In an uncannily incandescent time when night skies still twinkled
and days were so clear you could see past horizons, my brother and I foraged for trilobites and stashed them along with crinoid stems and glass taxidermy eyes in cigar boxes in our bedrooms. At dusk, we bottled fireflies, then let them go. We collected words, stored them in every nook and cranny, released them as well. Webster’s in the toilet! we’d shout when one of us slouched off upstairs to the bathroom, the dictionary’s home in its pride of place on a rickety three-legged stool next to a potted snake plant. We laughed learning words like shoogly and collywobbles and filed them away for future use. Dad wrote long words like desacetylmethylcolchicine on the hall blackboard for us to memorize. Mother taught us to iron shirts, collars first, and introduced us to perspective as we drove past fields of corn on Sunday country drives in the Plymouth. Back home, she showed us how to draw buildings with a point of view. We curled up like pill bugs in the living room with our pencils and rulers and drawing pads, McCarthy banging away on the Philco TV. Father quivered and jumped and Mother swore like when she untangled hangers or knots in thread. We peppered our meals with questions about oaths and loyalty, swallowed answers our parents stammered and stumbled over as we dunked yeasty rolls into stew. After dinner, my brother ran upstairs, slammed his door. I rinsed and Mother washed, warbling like Dinah Shore. Father wiped, then sawed, drilled and sanded in the basement, making toys for neighborhood children. Sometimes he left to deliver babies. Cloudy days we played Scrabble, checkers and chess. We sulked when we lost, fidgeted when our parents told us, Mother’s eyes red, Father frowning, subpoena in hand, not to worry about bad things, or how long they could last.

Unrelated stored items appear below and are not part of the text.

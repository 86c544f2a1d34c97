//--------------------------------------------------------------------------------------------------
// MODULE OVERVIEW
//--------------------------------------------------------------------------------------------------
// Dispute workflow: open against a matched or in-progress order, append evidence while open,
// resolve once by an adjudicator. The caller applies the escrow action returned by
// `escrow_action_for` in the same unit of work as the resolution.
//
// | Name               | Description                                                |
// |--------------------|------------------------------------------------------------|
// | NewEvidence        | Evidence entry as submitted                                |
// | open               | Validates and builds a new open dispute                   |
// | add_evidence       | Appends evidence while open                                |
// | resolve            | Closes the dispute with an outcome                         |
// | escrow_action_for  | Escrow transition implied by an outcome                    |
//--------------------------------------------------------------------------------------------------

use chrono::{DateTime, Utc};
use serde::{Deserialize, Serialize};
use tracing::info;

use crate::domain::models::clock::EngineContext;
use crate::domain::models::types::{
    Actor, ActorRole, Dispute, DisputeOutcome, DisputeStatus, DisputeType, Evidence, EvidenceType,
    SimpleOrder, SimpleOrderStatus,
};
use crate::domain::services::errors::{EngineError, EngineResult};
use crate::domain::services::escrow::EscrowAction;
use crate::domain::services::lifecycle;

pub const MAX_DESCRIPTION_LEN: usize = 1000;
pub const MAX_EVIDENCE_LEN: usize = 5000;

#[derive(Debug, Clone, PartialEq, Serialize, Deserialize)]
pub struct NewEvidence {
    pub evidence_type: EvidenceType,
    pub content: String,
    #[serde(default)]
    pub url: Option<String>,
}

pub fn can_adjudicate(actor: &Actor) -> bool {
    matches!(actor.role, ActorRole::Adjudicator | ActorRole::Admin)
}

/// Builds an open dispute for `order`.
///
/// # Errors
/// * `Validation` - empty or oversized description
/// * `NotAPartyToOrder` - initiator is neither buyer nor seller
/// * `DisputeAlreadyOpen` / `InvalidState` - order is not disputable
pub fn open(
    ctx: &EngineContext,
    order: &SimpleOrder,
    existing: Option<&Dispute>,
    initiator: &Actor,
    dispute_type: DisputeType,
    description: &str,
) -> EngineResult<Dispute> {
    let description = description.trim();
    if description.is_empty() {
        return Err(EngineError::Validation("dispute description is required".into()));
    }
    if description.chars().count() > MAX_DESCRIPTION_LEN {
        return Err(EngineError::Validation(format!(
            "dispute description exceeds {} characters",
            MAX_DESCRIPTION_LEN
        )));
    }
    if !lifecycle::is_party(order, initiator.user_id) {
        return Err(EngineError::NotAPartyToOrder { actor: initiator.user_id, order_id: order.id });
    }
    if existing.is_some() {
        return Err(EngineError::DisputeAlreadyOpen(order.id));
    }
    if !matches!(order.status, SimpleOrderStatus::Matched | SimpleOrderStatus::InProgress) {
        return Err(EngineError::invalid_state("order", order.id, "matched|in_progress", order.status));
    }

    let now = ctx.now();
    Ok(Dispute {
        id: ctx.next_id(),
        order_id: order.id,
        initiator_id: initiator.user_id,
        dispute_type,
        description: description.to_string(),
        evidence: Vec::new(),
        status: DisputeStatus::Open,
        outcome: None,
        resolver_id: None,
        resolution_notes: None,
        created_at: now,
        resolved_at: None,
    })
}

/// Appends evidence. A closed dispute always answers `DisputeNotOpen`, whoever asks.
pub fn add_evidence(
    dispute: &mut Dispute,
    order: &SimpleOrder,
    submitter: &Actor,
    entry: NewEvidence,
    at: DateTime<Utc>,
) -> EngineResult<Evidence> {
    if dispute.status != DisputeStatus::Open {
        return Err(EngineError::DisputeNotOpen(dispute.id));
    }
    if !lifecycle::is_party(order, submitter.user_id) {
        return Err(EngineError::NotAPartyToOrder { actor: submitter.user_id, order_id: order.id });
    }
    if entry.content.trim().is_empty() {
        return Err(EngineError::Validation("evidence content is required".into()));
    }
    if entry.content.chars().count() > MAX_EVIDENCE_LEN {
        return Err(EngineError::Validation(format!(
            "evidence content exceeds {} characters",
            MAX_EVIDENCE_LEN
        )));
    }

    let evidence = Evidence {
        evidence_type: entry.evidence_type,
        content: entry.content,
        url: entry.url,
        submitted_by: submitter.user_id,
        submitted_at: at,
    };
    dispute.evidence.push(evidence.clone());
    Ok(evidence)
}

pub fn resolve(
    dispute: &mut Dispute,
    resolver: &Actor,
    outcome: DisputeOutcome,
    notes: Option<String>,
    at: DateTime<Utc>,
) -> EngineResult<()> {
    if !can_adjudicate(resolver) {
        return Err(EngineError::NotAuthorized { actor: resolver.user_id, action: "resolve disputes" });
    }
    if dispute.status != DisputeStatus::Open {
        return Err(EngineError::DisputeNotOpen(dispute.id));
    }

    dispute.status = DisputeStatus::Resolved;
    dispute.outcome = Some(outcome);
    dispute.resolver_id = Some(resolver.user_id);
    dispute.resolution_notes = notes;
    dispute.resolved_at = Some(at);
    info!("Dispute {} resolved with {:?} by {}", dispute.id, outcome, resolver.user_id);
    Ok(())
}

/// `Other` leaves escrow held for a follow-up administrative action.
pub fn escrow_action_for(outcome: DisputeOutcome) -> Option<EscrowAction> {
    match outcome {
        DisputeOutcome::BuyerFavor => Some(EscrowAction::Release),
        DisputeOutcome::SellerFavor | DisputeOutcome::CancelOrder => Some(EscrowAction::Refund),
        DisputeOutcome::Other => None,
    }
}

#[cfg(test)]
mod tests {
    use super::*;
    use crate::domain::models::types::{PaymentMethod, Side};
    use rust_decimal_macros::dec;
    use uuid::Uuid;

    const SELLER: Uuid = Uuid::from_u128(1);
    const BUYER: Uuid = Uuid::from_u128(2);

    fn order(status: SimpleOrderStatus) -> SimpleOrder {
        let at = Utc::now();
        SimpleOrder {
            id: Uuid::from_u128(10),
            owner_id: SELLER,
            side: Side::Sell,
            seller_id: Some(SELLER),
            buyer_id: Some(BUYER),
            asset: "USDT".into(),
            fiat_currency: "NGN".into(),
            quantity: dec!(100),
            unit_price: dec!(1500),
            total_amount: dec!(150000),
            payment_method: PaymentMethod::BankTransfer,
            status,
            terms: None,
            payment_reference: None,
            proof_of_payment: None,
            risk_flags: vec![],
            created_at: at,
            updated_at: at,
            matched_at: Some(at),
            payment_submitted_at: None,
            completed_at: None,
            cancelled_at: None,
        }
    }

    fn evidence() -> NewEvidence {
        NewEvidence {
            evidence_type: EvidenceType::TransactionProof,
            content: "bank receipt #123".into(),
            url: None,
        }
    }

    #[test]
    fn test_only_parties_open_disputes() {
        let ctx = EngineContext::system();
        let o = order(SimpleOrderStatus::InProgress);
        let stranger = Actor::user(Uuid::from_u128(3));
        let err = open(&ctx, &o, None, &stranger, DisputeType::Other, "x").unwrap_err();
        assert!(matches!(err, EngineError::NotAPartyToOrder { .. }));

        let dispute = open(&ctx, &o, None, &Actor::user(BUYER), DisputeType::PaymentNotReceived, "no coins").unwrap();
        assert_eq!(dispute.status, DisputeStatus::Open);
    }

    #[test]
    fn test_description_is_validated() {
        let ctx = EngineContext::system();
        let o = order(SimpleOrderStatus::Matched);
        let long = "a".repeat(MAX_DESCRIPTION_LEN + 1);
        assert!(matches!(
            open(&ctx, &o, None, &Actor::user(BUYER), DisputeType::Other, &long),
            Err(EngineError::Validation(_))
        ));
        assert!(matches!(
            open(&ctx, &o, None, &Actor::user(BUYER), DisputeType::Other, "   "),
            Err(EngineError::Validation(_))
        ));
    }

    #[test]
    fn test_active_order_is_not_disputable() {
        let ctx = EngineContext::system();
        let o = order(SimpleOrderStatus::Active);
        let err = open(&ctx, &o, None, &Actor::user(SELLER), DisputeType::Other, "x").unwrap_err();
        assert!(matches!(err, EngineError::InvalidState { .. }));
    }

    #[test]
    fn test_evidence_after_resolution_is_rejected() {
        let ctx = EngineContext::system();
        let o = order(SimpleOrderStatus::InProgress);
        let mut dispute = open(&ctx, &o, None, &Actor::user(BUYER), DisputeType::Other, "x").unwrap();

        add_evidence(&mut dispute, &o, &Actor::user(SELLER), evidence(), Utc::now()).unwrap();
        resolve(&mut dispute, &Actor::adjudicator(Uuid::from_u128(7)), DisputeOutcome::Other, None, Utc::now())
            .unwrap();

        let err = add_evidence(&mut dispute, &o, &Actor::user(SELLER), evidence(), Utc::now()).unwrap_err();
        assert_eq!(err, EngineError::DisputeNotOpen(dispute.id));
        let err = add_evidence(&mut dispute, &o, &Actor::user(Uuid::from_u128(9)), evidence(), Utc::now()).unwrap_err();
        assert_eq!(err, EngineError::DisputeNotOpen(dispute.id));
        assert_eq!(dispute.evidence.len(), 1);
    }

    #[test]
    fn test_resolution_requires_adjudicator_and_happens_once() {
        let ctx = EngineContext::system();
        let o = order(SimpleOrderStatus::InProgress);
        let mut dispute = open(&ctx, &o, None, &Actor::user(BUYER), DisputeType::Other, "x").unwrap();

        let err = resolve(&mut dispute, &Actor::user(SELLER), DisputeOutcome::SellerFavor, None, Utc::now()).unwrap_err();
        assert!(matches!(err, EngineError::NotAuthorized { .. }));

        let adjudicator = Actor::adjudicator(Uuid::from_u128(7));
        resolve(&mut dispute, &adjudicator, DisputeOutcome::SellerFavor, None, Utc::now()).unwrap();
        let err = resolve(&mut dispute, &adjudicator, DisputeOutcome::BuyerFavor, None, Utc::now()).unwrap_err();
        assert_eq!(err, EngineError::DisputeNotOpen(dispute.id));
        assert_eq!(dispute.outcome, Some(DisputeOutcome::SellerFavor));
    }

    #[test]
    fn test_escrow_action_per_outcome() {
        assert_eq!(escrow_action_for(DisputeOutcome::BuyerFavor), Some(EscrowAction::Release));
        assert_eq!(escrow_action_for(DisputeOutcome::SellerFavor), Some(EscrowAction::Refund));
        assert_eq!(escrow_action_for(DisputeOutcome::CancelOrder), Some(EscrowAction::Refund));
        assert_eq!(escrow_action_for(DisputeOutcome::Other), None);
    }
}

“ ‘In an uncannily incandescent time when night skies still twinkled’ takes place in the McCarthy era 50s, and the repression has churned itself up again. In my teens, in a personal droplet-in-the-ocean artistic striving for peace and justice, I carved a linocut of my fingertips holding up new plant shoots. Looking at the print recently, I could almost see the leaves wilting. This story is me with another droplet, bringing it up again, hanging on to hope, trying not to droop. ”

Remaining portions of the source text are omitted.